III – As Autoras, ora Recorrentes, não se conformam com a decisão proferida nos autos na medida em que, salvo o devido respeito, a mesma padece de vícios graves tanto no que diz respeito à matéria de facto provada, como no âmbito do direito aplicável no caso concreto, padecendo de nulidades nos termos das alíneas c) a d) do artigo 615.º do CPC, na medida em que deixou de pronunciar-se sobre questões de que deveria apreciar e conhecer, assim como está viciada por erro de julgamento, pelas razões que constam da motivação supra.
IV – Consideram as Recorrentes que o Tribunal a quo deveria ter atendido a todos os factos relevantes para a decisão da causa carreados para os autos, o que, salvo o devido respeito, não fez, não se podendo, portanto, conformar com a fundamentação manifestamente insuficiente e deficitária da sentença proferida em 1.ª instância, que manifesta inclusive uma grave desconsideração de alguns factos determinantes para a apreciação e boa decisão da causa, corroborados por alguns elementos de prova fundamentais constantes dos autos.

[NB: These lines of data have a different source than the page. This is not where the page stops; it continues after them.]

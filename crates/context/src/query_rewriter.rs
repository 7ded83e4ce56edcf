//! Query rewriting
//!
//! Folds conversation context into the latest question so it can be searched
//! on its own ("what did he say about it?" becomes a concrete query). The
//! rewritten text drives retrieval only; the generator still sees the literal
//! question.

use crate::stage::StageOutcome;
use scripture_qa_common::llm::{ChatMessage, GenerationOptions, LanguageModel};
use scripture_qa_common::metrics::record_stage_fallback;
use std::sync::Arc;
use tracing::{debug, warn};

const REWRITE_INSTRUCTIONS: &str = "You rewrite follow-up questions into standalone search queries \
for a library of spiritual writings. Use the conversation to resolve pronouns and carry over the \
topic being discussed. Keep names, Sanskrit terms and book titles exactly as written. \
Reply with the rewritten query only, on a single line, without quotes or explanation. \
If the question is already standalone, repeat it unchanged.";

/// Rewrites the latest question into a standalone search query
pub struct QueryRewriter {
    model: Arc<dyn LanguageModel>,
    options: GenerationOptions,
    history_window: usize,
    enabled: bool,
}

impl QueryRewriter {
    pub fn new(
        model: Arc<dyn LanguageModel>,
        options: GenerationOptions,
        history_window: usize,
        enabled: bool,
    ) -> Self {
        Self {
            model,
            options,
            history_window,
            enabled,
        }
    }

    /// Rewrite `question` given the turns before it. Never fails.
    pub async fn rewrite(&self, prior: &[ChatMessage], question: &str) -> StageOutcome {
        if !self.enabled || prior.is_empty() {
            return StageOutcome::Skipped(question.to_string());
        }

        let messages = vec![
            ChatMessage::system(REWRITE_INSTRUCTIONS),
            ChatMessage::user(self.build_prompt(prior, question)),
        ];

        let outcome = match self.model.complete(&messages, &self.options).await {
            Ok(text) => match first_line(&text) {
                Some(rewritten) => StageOutcome::Applied(rewritten),
                None => StageOutcome::fallback(question, "empty rewrite"),
            },
            Err(e) => StageOutcome::fallback(question, e),
        };

        match &outcome {
            StageOutcome::Fallback { reason, .. } => {
                warn!(reason = %reason, "Query rewrite failed, using original question");
                record_stage_fallback("rewrite");
            }
            other => debug!(query = %other.value(), "Query rewritten"),
        }

        outcome
    }

    fn build_prompt(&self, prior: &[ChatMessage], question: &str) -> String {
        let start = prior.len().saturating_sub(self.history_window);
        let transcript = prior[start..]
            .iter()
            .map(|m| format!("{}: {}", m.role, m.content.trim()))
            .collect::<Vec<_>>()
            .join("\n");

        format!(
            "Conversation so far:\n{}\n\nLatest question: {}\n\nStandalone search query:",
            transcript, question
        )
    }
}

/// First non-empty line, without surrounding quotes or a leading label
pub(crate) fn first_line(text: &str) -> Option<String> {
    let line = text.lines().map(str::trim).find(|l| !l.is_empty())?;
    let line = match line.split_once(':') {
        Some((label, rest)) if label.eq_ignore_ascii_case("query") => rest.trim(),
        _ => line,
    };
    let line = line.trim_matches(|c| c == '"' || c == '\'' || c == '`').trim();
    (!line.is_empty()).then(|| line.to_string())
}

V – Nessa medida, primeiramente importará impugnar a decisão relativa à matéria de facto dada como provada e não provada, assinalando as respetivas deficiências, alterações ou aditamentos exigíveis, em face da prova produzida nos presentes autos, nomeadamente através da reapreciação da prova gravada em audiência.
VI – Depois, conforme se demonstrou, em face da correta apreciação da factualidade vertida e comprovada nos autos, o Tribunal a quo deveria, antes
de qualquer tomada de posição definitiva, ter procurado a solução mais justa mediante a adequada aplicação do direito ao caso concreto, o que, salvo o devido respeito, que é muito, cremos que não se sucedeu, quando o Mm.º Juiz deixou de (acreditar) defender e pugnar pela procedência do pedido de execução específica do contrato promessa de compra e venda de imóvel sub judice, pelos motivos que se demonstraram.

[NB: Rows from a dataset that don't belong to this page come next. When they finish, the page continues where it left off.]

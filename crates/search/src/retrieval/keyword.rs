//! Keyword leg: phrase match and all-terms match over passage content
//!
//! The query is reduced to its topical words first. Phrase hits outrank
//! all-terms hits, so they are placed first; every hit carries a zero score.

use scripture_qa_common::errors::Result;
use scripture_qa_common::{DocumentRecord, DocumentStore, Provenance};
use std::collections::HashSet;
use std::sync::Arc;
use tracing::debug;

/// Reduces a question to its topical words
#[derive(Debug, Clone)]
pub struct KeywordExtractor {
    stop_words: HashSet<String>,
    min_len: usize,
}

impl KeywordExtractor {
    pub fn new<S: AsRef<str>>(stop_words: &[S], min_len: usize) -> Self {
        Self {
            stop_words: stop_words.iter().map(|w| w.as_ref().to_lowercase()).collect(),
            min_len,
        }
    }

    /// Lowercased words in query order, without punctuation, stop words or short words
    pub fn extract(&self, query: &str) -> Vec<String> {
        let cleaned: String = query
            .to_lowercase()
            .chars()
            .map(|c| if c.is_alphanumeric() || c.is_whitespace() { c } else { ' ' })
            .collect();

        cleaned
            .split_whitespace()
            .filter(|w| w.chars().count() >= self.min_len)
            .filter(|w| !self.stop_words.contains(*w))
            .map(str::to_string)
            .collect()
    }
}

/// Phrase and all-terms pattern search
#[derive(Clone)]
pub struct KeywordSearch {
    store: Arc<dyn DocumentStore>,
    extractor: KeywordExtractor,
    phrase_limit: usize,
    and_limit: usize,
}

impl KeywordSearch {
    pub fn new(
        store: Arc<dyn DocumentStore>,
        extractor: KeywordExtractor,
        phrase_limit: usize,
        and_limit: usize,
    ) -> Self {
        Self {
            store,
            extractor,
            phrase_limit,
            and_limit,
        }
    }

    pub async fn search(&self, query: &str) -> Result<Vec<DocumentRecord>> {
        let keywords = self.extractor.extract(query);
        if keywords.is_empty() {
            debug!(query = %query, "No keywords left after filtering");
            return Ok(Vec::new());
        }

        let phrase = vec![keywords.join(" ")];
        let mut terms: Vec<String> = Vec::with_capacity(keywords.len());
        for keyword in keywords {
            if !terms.contains(&keyword) {
                terms.push(keyword);
            }
        }

        let (phrase_hits, and_hits) = tokio::try_join!(
            self.store.match_content(&phrase, self.phrase_limit),
            self.store.match_content(&terms, self.and_limit),
        )?;

        debug!(
            keywords = ?terms,
            phrase_hits = phrase_hits.len(),
            and_hits = and_hits.len(),
            "Keyword search complete"
        );

        let mut seen = HashSet::new();
        Ok(phrase_hits
            .into_iter()
            .chain(and_hits)
            .filter(|doc| seen.insert(doc.identity_key()))
            .map(|mut doc| {
                doc.similarity = Some(0.0);
                doc.provenance = Provenance::Keyword;
                doc
            })
            .collect())
    }
}
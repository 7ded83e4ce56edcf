//! Vector similarity legs
//!
//! The store's similarity function does the ranking; this module issues the
//! calls and folds the two embedding variants together.

use super::{CandidatePool, RetrievalRequest, Retriever};
use scripture_qa_common::config::RetrievalMode;
use scripture_qa_common::errors::{AppError, Result};
use scripture_qa_common::{DocumentRecord, DocumentStore, Provenance};
use std::collections::HashMap;
use std::sync::Arc;

/// One similarity search with a fixed threshold and cap
#[derive(Clone)]
pub struct VectorSearch {
    store: Arc<dyn DocumentStore>,
    threshold: f64,
    count: usize,
}

impl VectorSearch {
    pub fn new(store: Arc<dyn DocumentStore>, threshold: f64, count: usize) -> Self {
        Self {
            store,
            threshold,
            count,
        }
    }

    pub async fn search(&self, embedding: &[f32]) -> Result<Vec<DocumentRecord>> {
        let mut docs = self
            .store
            .match_documents(embedding, self.threshold, self.count)
            .await?;
        for doc in &mut docs {
            doc.provenance = Provenance::Vector;
        }
        Ok(docs)
    }
}

/// Merge two vector result sets by identity, keeping the higher similarity.
///
/// First-seen order is preserved; a stronger duplicate replaces the earlier
/// entry in place.
pub fn merge_vector_results(
    primary: Vec<DocumentRecord>,
    secondary: Vec<DocumentRecord>,
) -> Vec<DocumentRecord> {
    let mut merged: Vec<DocumentRecord> = Vec::with_capacity(primary.len() + secondary.len());
    let mut positions: HashMap<String, usize> = HashMap::new();

    for doc in primary.into_iter().chain(secondary) {
        let key = doc.identity_key();
        match positions.get(&key) {
            Some(&idx) => {
                if doc.score() > merged[idx].score() {
                    merged[idx] = doc;
                }
            }
            None => {
                positions.insert(key, merged.len());
                merged.push(doc);
            }
        }
    }

    merged
}

/// Single-channel retriever: one embedding, one vector leg, no keyword leg
pub struct VectorRetriever {
    search: VectorSearch,
}

impl VectorRetriever {
    /// Create a new vector-only retriever
    pub fn new(store: Arc<dyn DocumentStore>, threshold: f64, count: usize) -> Self {
        Self {
            search: VectorSearch::new(store, threshold, count),
        }
    }
}

#[async_trait::async_trait]
impl Retriever for VectorRetriever {
    async fn retrieve(&self, request: &RetrievalRequest) -> Result<CandidatePool> {
        // The only leg: its failure is the retrieval's failure
        let vector = self
            .search
            .search(&request.search_embedding)
            .await
            .map_err(|e| AppError::RetrievalError {
                message: format!("Vector search failed: {}", e),
            })?;

        Ok(CandidatePool {
            vector,
            ..CandidatePool::default()
        })
    }

    fn mode(&self) -> RetrievalMode {
        RetrievalMode::Vector
    }
}

#[cfg(test)]
mod tests {
    use super::super::test_support::{doc, FakeStore};
    use super::*;

    #[test]
    fn test_merge_keeps_higher_similarity() {
        let primary = vec![
            doc("1", "Ananda Marga Ideology and Way of Life", "a", Some(0.62)),
            doc("2", "Subhasita Samgraha", "b", Some(0.41)),
        ];
        let secondary = vec![
            doc("2", "Subhasita Samgraha", "b", Some(0.58)),
            doc("1", "Ananda Marga Ideology and Way of Life", "a", Some(0.30)),
            doc("3", "Namah Shivaya Shantaya", "c", Some(0.25)),
        ];

        let merged = merge_vector_results(primary, secondary);
        let summary: Vec<(&str, f64)> = merged
            .iter()
            .map(|d| (d.id.as_deref().unwrap(), d.score()))
            .collect();
        assert_eq!(summary, vec![("1", 0.62), ("2", 0.58), ("3", 0.25)]);
    }

    #[test]
    fn test_merge_with_empty_side() {
        let only = vec![doc("9", "T", "x", Some(0.9))];
        assert_eq!(merge_vector_results(only.clone(), vec![]), only);
        assert_eq!(merge_vector_results(vec![], only.clone()), only);
    }

    #[tokio::test]
    async fn test_vector_search_passes_threshold_and_cap() {
        let store = Arc::new(FakeStore {
            vector_results: vec![(1.0, vec![doc("1", "T", "x", Some(0.8))])],
            ..FakeStore::default()
        });
        let search = VectorSearch::new(store.clone(), 0.2, 12);

        let docs = search.search(&[1.0, 0.0]).await.unwrap();
        assert_eq!(docs.len(), 1);
        assert_eq!(docs[0].provenance, Provenance::Vector);
        assert_eq!(store.vector_calls.lock().unwrap().as_slice(), &[(0.2, 12)]);
    }

    #[tokio::test]
    async fn test_vector_only_failure_is_retrieval_error() {
        let store = Arc::new(FakeStore {
            failing_markers: vec![1.0],
            ..FakeStore::default()
        });
        let retriever = VectorRetriever::new(store, 0.3, 8);
        let request = RetrievalRequest {
            search_query: "what is dharma".into(),
            search_embedding: vec![1.0],
            expanded_embedding: None,
        };

        let err = retriever.retrieve(&request).await.unwrap_err();
        assert!(matches!(err, AppError::RetrievalError { .. }));
        assert_eq!(retriever.mode(), RetrievalMode::Vector);
    }
}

VII – O objecto do presente Recurso prende-se com a execução específica de um contrato promessa de compra e venda, celebrado em 14 de Julho de 2017, sobre o prédio urbano composto de 5 pisos, destinado a habitação, com quintal, sito na Rua…, nº .., no Porto, descrito na Conservatória do Registo Predial do Porto, sob o n.º 79/19940526 e inscrito na matriz sob o n.º 891, doravante designado apenas por “Prédio”.

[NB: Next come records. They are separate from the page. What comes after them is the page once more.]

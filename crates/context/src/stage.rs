//! Outcome of a best-effort pipeline stage

use std::fmt;

/// What a best-effort stage produced, and whether it had to fall back
#[derive(Debug, Clone, PartialEq, Eq)]
pub enum StageOutcome {
    /// The stage ran and changed the query
    Applied(String),

    /// The stage had nothing to do; the input passes through
    Skipped(String),

    /// The stage failed; the input passes through
    Fallback { value: String, reason: String },
}

impl StageOutcome {
    pub fn fallback(value: impl Into<String>, reason: impl fmt::Display) -> Self {
        StageOutcome::Fallback {
            value: value.into(),
            reason: reason.to_string(),
        }
    }

    pub fn value(&self) -> &str {
        match self {
            StageOutcome::Applied(value)
            | StageOutcome::Skipped(value)
            | StageOutcome::Fallback { value, .. } => value,
        }
    }

    pub fn into_value(self) -> String {
        match self {
            StageOutcome::Applied(value)
            | StageOutcome::Skipped(value)
            | StageOutcome::Fallback { value, .. } => value,
        }
    }

    pub fn used_fallback(&self) -> bool {
        matches!(self, StageOutcome::Fallback { .. })
    }

    pub fn label(&self) -> &'static str {
        match self {
            StageOutcome::Applied(_) => "applied",
            StageOutcome::Skipped(_) => "skipped",
            StageOutcome::Fallback { .. } => "fallback",
        }
    }
}

#[cfg(test)]
mod tests {
    use super::*;

    #[test]
    fn test_fallback_keeps_value_and_reason() {
        let outcome = StageOutcome::fallback("what is kiirtan", "API error 503");
        assert_eq!(outcome.value(), "what is kiirtan");
        assert!(outcome.used_fallback());
        assert_eq!(outcome.label(), "fallback");
        match &outcome {
            StageOutcome::Fallback { reason, .. } => assert_eq!(reason, "API error 503"),
            other => panic!("unexpected outcome: {:?}", other),
        }
        assert_eq!(outcome.into_value(), "what is kiirtan");
    }

    #[test]
    fn test_applied_and_skipped() {
        assert!(!StageOutcome::Applied("a".into()).used_fallback());
        assert_eq!(StageOutcome::Skipped("b".into()).label(), "skipped");
    }
}
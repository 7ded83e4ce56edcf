//! scripture-qa API Gateway
//!
//! The entry point for all client requests.
//! Handles:
//! - The streamed chat endpoint
//! - Health, readiness and store-introspection probes
//! - Rate limiting and request timeouts
//! - Observability (logging, metrics)

mod handlers;
mod middleware;

use axum::{
    body::Body,
    http::Request,
    routing::{get, post},
    Router,
};
use metrics_exporter_prometheus::{Matcher, PrometheusBuilder};
use scripture_qa_common::{
    config::{AppConfig, ObservabilityConfig},
    db::{DbPool, PgDocumentStore},
    embeddings::create_embedder,
    llm::create_language_model,
    metrics::{self, LATENCY_BUCKETS, UPSTREAM_BUCKETS},
    DocumentStore,
};
use scripture_qa_context::AnswerPipeline;
use std::net::SocketAddr;
use std::sync::Arc;
use tokio::signal;
use tower_http::{
    cors::{Any, CorsLayer},
    limit::RequestBodyLimitLayer,
    request_id::{MakeRequestUuid, PropagateRequestIdLayer, SetRequestIdLayer},
    timeout::TimeoutLayer,
    trace::TraceLayer,
};
use tracing::{error, info, warn};
use tracing_subscriber::EnvFilter;

/// Application state shared across handlers
#[derive(Clone)]
pub struct AppState {
    pub config: Arc<AppConfig>,
    pub store: Arc<dyn DocumentStore>,
    pub pipeline: Arc<AnswerPipeline>,
}

#[tokio::main]
async fn main() -> anyhow::Result<()> {
    // Load environment variables
    dotenvy::dotenv().ok();

    // Load configuration
    let config = AppConfig::load()?;
    init_tracing(&config.observability);

    info!(
        "Starting scripture-qa gateway v{} ({})",
        scripture_qa_common::VERSION,
        config.observability.service_name
    );

    if let Err(e) = config.validate() {
        error!(error = %e, "Invalid configuration");
        return Err(e.into());
    }
    let config = Arc::new(config);

    // Initialize metrics
    install_metrics_exporter(config.observability.metrics_port)?;
    metrics::register_metrics();

    // Initialize collaborators
    let db = DbPool::new(&config.database).await?;
    let store: Arc<dyn DocumentStore> = Arc::new(PgDocumentStore::new(
        db,
        &config.database.documents_table,
        &config.database.match_function,
    ));
    let embedder = create_embedder(&config.embedding)?;
    let model = create_language_model(&config.generation)?;

    let pipeline = AnswerPipeline::new(&config, model, embedder, store.clone());
    info!(
        mode = pipeline.mode().as_str(),
        embedding_model = %config.embedding.model,
        generation_model = %config.generation.model,
        "Answer pipeline ready"
    );

    let state = AppState {
        config: config.clone(),
        store,
        pipeline: Arc::new(pipeline),
    };

    // Build the router
    let app = create_router(state);

    // Start the server
    let addr: SocketAddr = format!("{}:{}", config.server.host, config.server.port).parse()?;
    info!("Listening on {}", addr);

    let listener = tokio::net::TcpListener::bind(addr).await?;

    axum::serve(listener, app)
        .with_graceful_shutdown(shutdown_signal(config.shutdown_timeout()))
        .await?;

    info!("Server shutdown complete");
    Ok(())
}

fn init_tracing(config: &ObservabilityConfig) {
    let filter = EnvFilter::try_from_default_env().unwrap_or_else(|_| EnvFilter::new(&config.log_level));
    let builder = tracing_subscriber::fmt().with_env_filter(filter).with_target(true);

    if config.json_logging {
        builder.json().init();
    } else {
        builder.init();
    }
}

/// Serve Prometheus metrics on `port`; 0 disables the exporter
fn install_metrics_exporter(port: u16) -> anyhow::Result<()> {
    if port == 0 {
        warn!("Metrics exporter disabled");
        return Ok(());
    }

    PrometheusBuilder::new()
        .with_http_listener(SocketAddr::from(([0, 0, 0, 0], port)))
        .set_buckets_for_metric(
            Matcher::Suffix("request_duration_seconds".to_string()),
            LATENCY_BUCKETS,
        )?
        .set_buckets_for_metric(
            Matcher::Suffix("embedding_duration_seconds".to_string()),
            UPSTREAM_BUCKETS,
        )?
        .set_buckets_for_metric(
            Matcher::Suffix("retrieval_duration_seconds".to_string()),
            UPSTREAM_BUCKETS,
        )?
        .install()?;

    info!(port, "Metrics exporter listening");
    Ok(())
}

/// Create the main application router
fn create_router(state: AppState) -> Router {
    let server = &state.config.server;

    // CORS configuration; the browser client is served from another origin
    let cors = CorsLayer::new()
        .allow_origin(Any)
        .allow_methods(Any)
        .allow_headers(Any);

    // Request ID: set runs outermost so trace and propagate both see it
    let request_id = SetRequestIdLayer::x_request_id(MakeRequestUuid);
    let propagate_id = PropagateRequestIdLayer::x_request_id();

    let trace = TraceLayer::new_for_http().make_span_with(|request: &Request<Body>| {
        let request_id = request
            .headers()
            .get("x-request-id")
            .and_then(|v| v.to_str().ok())
            .unwrap_or("-");
        tracing::info_span!(
            "http_request",
            method = %request.method(),
            uri = %request.uri(),
            request_id = %request_id,
        )
    });

    // Only chat is rate limited; probes must answer under load
    let mut chat_route = post(handlers::chat::chat);
    let rate_limit = &state.config.rate_limit;
    if rate_limit.enabled {
        let limiter = middleware::rate_limit::RateLimitState::new(
            rate_limit.requests_per_second,
            rate_limit.burst,
        );
        chat_route = chat_route.layer(axum::middleware::from_fn_with_state(
            limiter,
            middleware::rate_limit::rate_limit_middleware,
        ));
    }

    // API routes
    let api_routes = Router::new()
        .route("/chat", chat_route)
        .route("/health", get(handlers::health::health))
        .route("/ready", get(handlers::health::ready))
        .route("/store/tables", get(handlers::store::describe_tables));

    // Compose the app. The timeout covers the response head only, so a
    // started answer stream is not cut off.
    Router::new()
        .nest("/v2", api_routes)
        .layer(RequestBodyLimitLayer::new(server.max_body_bytes))
        .layer(TimeoutLayer::new(state.config.request_timeout()))
        .layer(trace)
        .layer(cors)
        .layer(propagate_id)
        .layer(request_id)
        .with_state(state)
}

/// Graceful shutdown signal handler; open streams get `drain_timeout` to finish
async fn shutdown_signal(drain_timeout: std::time::Duration) {
    let ctrl_c = async {
        if let Err(e) = signal::ctrl_c().await {
            error!(error = %e, "Failed to install Ctrl+C handler");
            std::future::pending::<()>().await;
        }
    };

    #[cfg(unix)]
    let terminate = async {
        match signal::unix::signal(signal::unix::SignalKind::terminate()) {
            Ok(mut stream) => {
                stream.recv().await;
            }
            Err(e) => {
                error!(error = %e, "Failed to install SIGTERM handler");
                std::future::pending::<()>().await;
            }
        }
    };

    #[cfg(not(unix))]
    let terminate = std::future::pending::<()>();

    tokio::select! {
        _ = ctrl_c => info!("Received Ctrl+C, starting shutdown..."),
        _ = terminate => info!("Received SIGTERM, starting shutdown..."),
    }

    tokio::spawn(async move {
        tokio::time::sleep(drain_timeout).await;
        warn!(
            timeout_secs = drain_timeout.as_secs(),
            "Connections still open after shutdown timeout, exiting"
        );
        std::process::exit(1);
    });
}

VIII – A 5 de Julho de 2018, foi cedida à 3.ª Autora a posição contratual das 1.ª e 2.ª Autoras, enquanto promitentes-compradoras no sobredito contrato promessa de compra e venda.
IX – Os 1.ºs e 2.ºs Réus, enquanto promitentes-vendedores não compareceram, por duas vezes, à escritura pública de compra e venda, nas duas datas agendadas para o efeito (em 04-09-2018 e 17-09-2018), as quais foram devidamente convocadas nos termos legais e as respetivas comunicações devidamente recepcionadas pelos destinatários.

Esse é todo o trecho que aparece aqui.